Group of people at a music festival

It’s time to dig out your wellies, dust off your tent and hunt for that hard-earned ticket you spent ages queuing online for. The festival season is upon us.

Whether you’re off to one of the smaller, more intimate festivals, or descending upon the pop-up sensation that is Glastonbury – the festival checklist is always the same.

Wellies: check. Trendy (or outrageous) hat: check. A waterproof tent: well, fingers crossed.

Even if you do forget something, you can usually improvise – ask anyone who’s ever rocked the bin-bag poncho look.

But even so, there are a few small things well-worth taking. Don’t forget these five festival essentials.

1. A water bottle

Man with a backpack drinking from a waterbottle

You’ve woken up in your tent with a headache. Your throat feels as dry as the Sahara desert.

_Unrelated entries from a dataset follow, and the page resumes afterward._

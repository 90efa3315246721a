//! Persistent project memory with budgeted compression.
//!
//! Memory carries facts across jobs (stack conventions, past decisions).
//! Compression runs between jobs, never during a pass, and is a seam: the
//! bundled [`TailCompressor`] keeps the newest content within the budget,
//! and an LLM-backed implementation can replace it without touching the
//! controller.

use std::fs;
use std::path::PathBuf;

use anyhow::{Context, Result};
use tracing::{debug, info};

/// Approximate chars-per-token for budget estimation (conservative).
pub const CHARS_PER_TOKEN: usize = 4;

/// The memory file for one target repository.
#[derive(Debug, Clone)]
pub struct ProjectMemory {
    path: PathBuf,
}

impl ProjectMemory {
    pub fn new(path: impl Into<PathBuf>) -> Self {
        Self { path: path.into() }
    }

    /// Load current memory. Returns an empty string when the file is missing.
    pub fn load(&self) -> Result<String> {
        if !self.path.exists() {
            debug!(path = %self.path.display(), "memory file missing, treating as empty");
            return Ok(String::new());
        }
        fs::read_to_string(&self.path)
            .with_context(|| format!("read memory {}", self.path.display()))
    }

    pub fn save(&self, content: &str) -> Result<()> {
        if let Some(parent) = self.path.parent() {
            fs::create_dir_all(parent)
                .with_context(|| format!("create memory dir {}", parent.display()))?;
        }
        fs::write(&self.path, content)
            .with_context(|| format!("write memory {}", self.path.display()))?;
        info!(path = %self.path.display(), size = content.len(), "memory saved");
        Ok(())
    }
}

/// Folds new facts into existing memory while respecting a token budget.
pub trait MemoryCompressor {
    fn compress(&self, existing: &str, new_facts: &str, budget_tokens: usize) -> Result<String>;
}

/// Budget-keeping compressor: appends the new facts, then keeps the TAIL of
/// the result (most recent entries) when the budget is exceeded.
pub struct TailCompressor;

impl MemoryCompressor for TailCompressor {
    fn compress(&self, existing: &str, new_facts: &str, budget_tokens: usize) -> Result<String> {
        let mut combined = String::new();
        if !existing.trim().is_empty() {
            combined.push_str(existing.trim_end());
            combined.push_str("\n\n");
        }
        combined.push_str(new_facts.trim());
        combined.push('\n');

        let budget_chars = budget_tokens * CHARS_PER_TOKEN;
        if combined.len() <= budget_chars {
            return Ok(combined);
        }

        // Keep the tail, starting at a line boundary past a char boundary.
        let mut start = combined.len() - budget_chars;
        while start < combined.len() && !combined.is_char_boundary(start) {
            start += 1;
        }
        let line_start = combined[start..]
            .find('\n')
            .map_or(start, |n| start + n + 1);
        debug!(
            dropped = line_start,
            budget_chars, "memory over budget, keeping tail"
        );
        Ok(format!(
            "<!-- earlier memory truncated ({line_start} chars) -->\n{}",
            &combined[line_start..]
        ))
    }
}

These are signs of dehydration. Luckily the humble water bottle (filled up at the free water point beforehand) will quench your thirst and rehydrate you.

Hot weather, drinking alcohol, long hours spent exploring the festival and excessive sweating in crowds – these can all lead to dehydration.

How to help with dehydration

The trick to both preventing and helping with dehydration is to drink plenty of non-alcoholic fluids.

Drinking water should help you feel as right as rain again. But it’s even better if you can replace the lost salts as well through things like isotonic drinks.

And if you don’t have them, drinks like coconut water, milk or even a nice cup of tea should do the trick.

2. Plasters

Group of backpackers on walking to a music festival

You may have to lug your backpack a fair distance upon arrival at the festival site – so you want to pack light. A fully-stocked first aid kit is probably not high up on your festival checklist.

Most things from a first aid kit you can manage without and improvise from your bag.

But at least bring a handful of assorted plasters, stuffed into the nooks and crannies of your bag.

How to help with minor cuts and scrapes

Festival environments are often a bit dirtier than everyday life, so plasters will help keep minor cuts and scrapes clean.

Just remember to rinse the cut or scrape with water, or use some wet wipes to clean it before applying the plaster.

3. A plastic bag

Couple sat near their campfire

While no one wants to use too many plastic bags, a clean plastic bag is useful for covering a burn after it’s been cooled.

With bonfires and camp stoves commonplace at festivals, unfortunately so too are burns. And a serious one means you will probably have to leave the festival site. So take extra care.

How to help with a burn

If someone has a burn, cool the affected area under cold running water for ten minutes.

If you are not near running water, reach for your nifty water bottle mentioned earlier to start the cool-down process as soon as possible while you move to a water source.

And if you don’t have that, any cool liquid (including beer and soft drinks) will do. The faster and longer a burn is cooled, the less the impact of the injury.

Once you’ve cooled the burn, place the plastic bag around it gently to help reduce pain and prevent infection by keeping the area clean. Make sure the bag is clean, though, as burns can get infected. You can then seek further medical advice from the dedicated first aid area.

If you do take a plastic bag to a festival, please remember to take it home and recycle it.

More on helping with burns

4. Your meds

A woman taking her inhaler

The last thing you want to do is rock up to a field in the middle of nowhere for around four days and realise you’ve left your inhaler at home.

Remember your medication, whether that’s your inhaler for asthma or your auto-injector for severe allergies.

Make sure you’ve packed them and then keep them on you throughout the festival. Wherever you go, they go.

Top tip for dealing with medical conditions at a festival

If you are going to a festival with a friend who has a medical condition like asthma or severe allergies, get clued up in advance on how to help them in an emergency.

5. The Red Cross first aid app

A man holds a mobile phone that is using the British Red Cross first aid app.

Gone are the days when mobile phones became obsolete the moment you crossed through the festival gates.

With a surge in power packs and charge tents at festivals, you can now keep your mobile phone fully juiced.

And if you have a smart phone, we recommend downloading our free first aid app.

Get it before you go and you’ll have first aid advice at your fingertips throughout the event – no internet needed.

So go forth with your festival essentials and enjoy the festival season.